***** SUPPLIED RECORDS

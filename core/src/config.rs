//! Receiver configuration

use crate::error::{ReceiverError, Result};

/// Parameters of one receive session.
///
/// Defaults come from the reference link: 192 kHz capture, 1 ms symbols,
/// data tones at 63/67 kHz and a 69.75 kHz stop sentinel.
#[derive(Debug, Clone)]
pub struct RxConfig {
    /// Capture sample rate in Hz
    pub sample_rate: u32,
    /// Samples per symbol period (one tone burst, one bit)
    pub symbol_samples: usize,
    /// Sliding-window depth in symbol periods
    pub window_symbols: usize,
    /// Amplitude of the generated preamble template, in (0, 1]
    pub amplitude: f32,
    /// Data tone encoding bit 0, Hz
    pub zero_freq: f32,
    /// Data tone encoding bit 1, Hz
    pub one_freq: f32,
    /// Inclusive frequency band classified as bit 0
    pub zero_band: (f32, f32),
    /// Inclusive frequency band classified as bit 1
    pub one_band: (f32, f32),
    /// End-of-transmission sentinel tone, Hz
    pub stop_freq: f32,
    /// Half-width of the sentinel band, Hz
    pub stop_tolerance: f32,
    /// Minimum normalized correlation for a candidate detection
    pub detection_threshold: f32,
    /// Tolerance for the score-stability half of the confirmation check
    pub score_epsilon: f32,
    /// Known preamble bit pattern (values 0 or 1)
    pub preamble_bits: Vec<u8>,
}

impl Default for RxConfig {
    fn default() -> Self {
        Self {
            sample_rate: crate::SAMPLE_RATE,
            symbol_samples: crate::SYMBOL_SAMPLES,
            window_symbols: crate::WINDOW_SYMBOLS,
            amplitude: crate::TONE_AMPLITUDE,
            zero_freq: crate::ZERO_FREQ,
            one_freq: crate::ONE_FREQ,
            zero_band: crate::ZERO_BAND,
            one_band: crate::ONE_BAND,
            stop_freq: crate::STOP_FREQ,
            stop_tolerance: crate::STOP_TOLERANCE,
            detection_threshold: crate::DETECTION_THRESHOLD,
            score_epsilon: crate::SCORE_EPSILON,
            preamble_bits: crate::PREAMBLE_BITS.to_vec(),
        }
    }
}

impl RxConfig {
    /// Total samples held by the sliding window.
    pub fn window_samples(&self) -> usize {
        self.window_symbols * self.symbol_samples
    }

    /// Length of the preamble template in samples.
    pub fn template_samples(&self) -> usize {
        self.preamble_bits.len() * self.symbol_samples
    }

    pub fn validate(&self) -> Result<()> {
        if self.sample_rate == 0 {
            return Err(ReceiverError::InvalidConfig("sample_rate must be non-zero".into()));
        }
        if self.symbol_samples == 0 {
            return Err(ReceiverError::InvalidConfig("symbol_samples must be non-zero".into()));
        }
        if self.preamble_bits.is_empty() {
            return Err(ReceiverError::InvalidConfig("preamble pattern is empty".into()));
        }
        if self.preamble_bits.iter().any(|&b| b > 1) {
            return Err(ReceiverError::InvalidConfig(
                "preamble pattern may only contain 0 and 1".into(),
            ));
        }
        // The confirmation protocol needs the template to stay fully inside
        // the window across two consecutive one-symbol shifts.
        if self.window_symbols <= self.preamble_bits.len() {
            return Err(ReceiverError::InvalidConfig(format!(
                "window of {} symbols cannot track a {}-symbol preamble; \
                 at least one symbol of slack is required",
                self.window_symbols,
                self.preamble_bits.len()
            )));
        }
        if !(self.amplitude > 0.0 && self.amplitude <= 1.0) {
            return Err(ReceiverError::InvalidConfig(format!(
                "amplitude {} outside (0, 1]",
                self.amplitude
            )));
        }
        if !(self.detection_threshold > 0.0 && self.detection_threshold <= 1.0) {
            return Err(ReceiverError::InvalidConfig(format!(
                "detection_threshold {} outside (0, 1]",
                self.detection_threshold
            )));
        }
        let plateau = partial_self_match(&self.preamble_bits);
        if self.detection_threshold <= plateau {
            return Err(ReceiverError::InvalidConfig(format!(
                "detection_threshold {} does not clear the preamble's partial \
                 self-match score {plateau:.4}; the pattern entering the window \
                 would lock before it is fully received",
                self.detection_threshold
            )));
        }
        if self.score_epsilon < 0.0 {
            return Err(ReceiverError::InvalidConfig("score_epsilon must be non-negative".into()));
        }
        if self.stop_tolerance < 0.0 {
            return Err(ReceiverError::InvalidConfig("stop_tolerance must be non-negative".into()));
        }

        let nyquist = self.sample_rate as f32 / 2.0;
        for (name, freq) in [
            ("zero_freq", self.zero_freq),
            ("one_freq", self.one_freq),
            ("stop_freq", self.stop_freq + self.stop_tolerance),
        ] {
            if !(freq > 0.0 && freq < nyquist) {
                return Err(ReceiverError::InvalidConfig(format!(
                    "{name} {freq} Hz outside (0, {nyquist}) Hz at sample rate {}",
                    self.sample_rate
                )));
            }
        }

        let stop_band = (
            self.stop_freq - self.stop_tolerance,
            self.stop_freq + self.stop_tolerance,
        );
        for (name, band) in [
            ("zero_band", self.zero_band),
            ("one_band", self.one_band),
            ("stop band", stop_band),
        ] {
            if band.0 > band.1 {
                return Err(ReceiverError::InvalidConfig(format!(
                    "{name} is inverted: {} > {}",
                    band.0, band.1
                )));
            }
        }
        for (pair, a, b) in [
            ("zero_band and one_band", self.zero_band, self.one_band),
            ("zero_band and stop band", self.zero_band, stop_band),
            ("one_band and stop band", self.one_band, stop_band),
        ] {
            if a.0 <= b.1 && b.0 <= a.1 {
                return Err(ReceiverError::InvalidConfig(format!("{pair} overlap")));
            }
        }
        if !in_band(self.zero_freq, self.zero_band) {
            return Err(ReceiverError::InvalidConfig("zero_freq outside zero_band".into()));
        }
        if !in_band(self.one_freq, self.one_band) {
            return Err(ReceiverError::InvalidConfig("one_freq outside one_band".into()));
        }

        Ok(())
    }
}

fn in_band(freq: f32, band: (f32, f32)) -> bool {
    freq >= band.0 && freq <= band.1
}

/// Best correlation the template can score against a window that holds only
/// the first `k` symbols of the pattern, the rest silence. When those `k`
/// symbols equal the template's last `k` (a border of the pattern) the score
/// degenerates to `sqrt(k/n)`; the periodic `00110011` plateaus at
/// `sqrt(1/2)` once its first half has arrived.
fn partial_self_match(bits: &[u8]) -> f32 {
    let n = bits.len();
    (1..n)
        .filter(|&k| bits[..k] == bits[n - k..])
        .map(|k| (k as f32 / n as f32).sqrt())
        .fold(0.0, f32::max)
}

**********

* _BRIEF_: Copy out each entry precisely. Leave nothing out.

* _WRITTEN RESPONSE_:
filename core/src/config.rs
//! Receiver configuration

use crate::error::{ReceiverError, Result};

/// Parameters of one receive session.
///
/// Defaults come from the reference link: 192 kHz capture, 1 ms symbols,
/// data tones at 63/67 kHz and a 69.75 kHz stop sentinel.
#[derive(Debug, Clone)]
pub struct RxConfig {
    /// Capture sample rate in Hz
    pub sample_rate: u32,
    /// Samples per symbol period (one tone burst, one bit)
    pub symbol_samples: usize,
    /// Sliding-window depth in symbol periods
    pub window_symbols: usize,
    /// Amplitude of the generated preamble template, in (0, 1]
    pub amplitude: f32,
    /// Data tone encoding bit 0, Hz
    pub zero_freq: f32,
    /// Data tone encoding bit 1, Hz
    pub one_freq: f32,
    /// Inclusive frequency band classified as bit 0
    pub zero_band: (f32, f32),
    /// Inclusive frequency band classified as bit 1
    pub one_band: (f32, f32),
    /// End-of-transmission sentinel tone, Hz
    pub stop_freq: f32,
    /// Half-width of the sentinel band, Hz
    pub stop_tolerance: f32,
    /// Minimum normalized correlation for a candidate detection
    pub detection_threshold: f32,
    /// Tolerance for the score-stability half of the confirmation check
    pub score_epsilon: f32,
    /// Known preamble bit pattern (values 0 or 1)
    pub preamble_bits: Vec<u8>,
}

impl Default for RxConfig {
    fn default() -> Self {
        Self {
            sample_rate: crate::SAMPLE_RATE,
            symbol_samples: crate::SYMBOL_SAMPLES,
            window_symbols: crate::WINDOW_SYMBOLS,
            amplitude: crate::TONE_AMPLITUDE,
            zero_freq: crate::ZERO_FREQ,
            one_freq: crate::ONE_FREQ,
            zero_band: crate::ZERO_BAND,
            one_band: crate::ONE_BAND,
            stop_freq: crate::STOP_FREQ,
            stop_tolerance: crate::STOP_TOLERANCE,
            detection_threshold: crate::DETECTION_THRESHOLD,
            score_epsilon: crate::SCORE_EPSILON,
            preamble_bits: crate::PREAMBLE_BITS.to_vec(),
        }
    }
}

impl RxConfig {
    /// Total samples held by the sliding window.
    pub fn window_samples(&self) -> usize {
        self.window_symbols * self.symbol_samples
    }

    /// Length of the preamble template in samples.
    pub fn template_samples(&self) -> usize {
        self.preamble_bits.len() * self.symbol_samples
    }

    pub fn validate(&self) -> Result<()> {
        if self.sample_rate == 0 {
            return Err(ReceiverError::InvalidConfig("sample_rate must be non-zero".into()));
        }
        if self.symbol_samples == 0 {
            return Err(ReceiverError::InvalidConfig("symbol_samples must be non-zero".into()));
        }
        if self.preamble_bits.is_empty() {
            return Err(ReceiverError::InvalidConfig("preamble pattern is empty".into()));
        }
        if self.preamble_bits.iter().any(|&b| b > 1) {
            return Err(ReceiverError::InvalidConfig(
                "preamble pattern may only contain 0 and 1".into(),
            ));
        }
        // The confirmation protocol needs the template to stay fully inside
        // the window across two consecutive one-symbol shifts.
        if self.window_symbols <= self.preamble_bits.len() {
            return Err(ReceiverError::InvalidConfig(format!(
                "window of {} symbols cannot track a {}-symbol preamble; \
                 at least one symbol of slack is required",
                self.window_symbols,
                self.preamble_bits.len()
            )));
        }
        if !(self.amplitude > 0.0 && self.amplitude <= 1.0) {
            return Err(ReceiverError::InvalidConfig(format!(
                "amplitude {} outside (0, 1]",
                self.amplitude
            )));
        }
        if !(self.detection_threshold > 0.0 && self.detection_threshold <= 1.0) {
            return Err(ReceiverError::InvalidConfig(format!(
                "detection_threshold {} outside (0, 1]",
                self.detection_threshold
            )));
        }
        let plateau = partial_self_match(&self.preamble_bits);
        if self.detection_threshold <= plateau {
            return Err(ReceiverError::InvalidConfig(format!(
                "detection_threshold {} does not clear the preamble's partial \
                 self-match score {plateau:.4}; the pattern entering the window \
                 would lock before it is fully received",
                self.detection_threshold
            )));
        }
        if self.score_epsilon < 0.0 {
            return Err(ReceiverError::InvalidConfig("score_epsilon must be non-negative".into()));
        }
        if self.stop_tolerance < 0.0 {
            return Err(ReceiverError::InvalidConfig("stop_tolerance must be non-negative".into()));
        }

        let nyquist = self.sample_rate as f32 / 2.0;
        for (name, freq) in [
            ("zero_freq", self.zero_freq),
            ("one_freq", self.one_freq),
            ("stop_freq", self.stop_freq + self.stop_tolerance),
        ] {
            if !(freq > 0.0 && freq < nyquist) {
                return Err(ReceiverError::InvalidConfig(format!(
                    "{name} {freq} Hz outside (0, {nyquist}) Hz at sample rate {}",
                    self.sample_rate
                )));
            }
        }

        let stop_band = (
            self.stop_freq - self.stop_tolerance,
            self.stop_freq + self.stop_tolerance,
        );
        for (name, band) in [
            ("zero_band", self.zero_band),
            ("one_band", self.one_band),
            ("stop band", stop_band),
        ] {
            if band.0 > band.1 {
                return Err(ReceiverError::InvalidConfig(format!(
                    "{name} is inverted: {} > {}",
                    band.0, band.1
                )));
            }
        }
        for (pair, a, b) in [
            ("zero_band and one_band", self.zero_band, self.one_band),
            ("zero_band and stop band", self.zero_band, stop_band),
            ("one_band and stop band", self.one_band, stop_band),
        ] {
            if a.0 <= b.1 && b.0 <= a.1 {
                return Err(ReceiverError::InvalidConfig(format!("{pair} overlap")));
            }
        }
        if !in_band(self.zero_freq, self.zero_band) {
            return Err(ReceiverError::InvalidConfig("zero_freq outside zero_band".into()));
        }
        if !in_band(self.one_freq, self.one_band) {
            return Err(ReceiverError::InvalidConfig("one_freq outside one_band".into()));
        }

        Ok(())
    }
}

fn in_band(freq: f32, band: (f32, f32)) -> bool {
    freq >= band.0 && freq <= band.1
}

/// Best correlation the template can score against a window that holds only
/// the first `k` symbols of the pattern, the rest silence. When those `k`
/// symbols equal the template's last `k` (a border of the pattern) the score
/// degenerates to `sqrt(k/n)`; the periodic `00110011` plateaus at
/// `sqrt(1/2)` once its first half has arrived.
fn partial_self_match(bits: &[u8]) -> f32 {
    let n = bits.len();
    (1..n)
        .filter(|&k| bits[..k] == bits[n - k..])
        .map(|k| (k as f32 / n as f32).sqrt())
        .fold(0.0, f32::max)
}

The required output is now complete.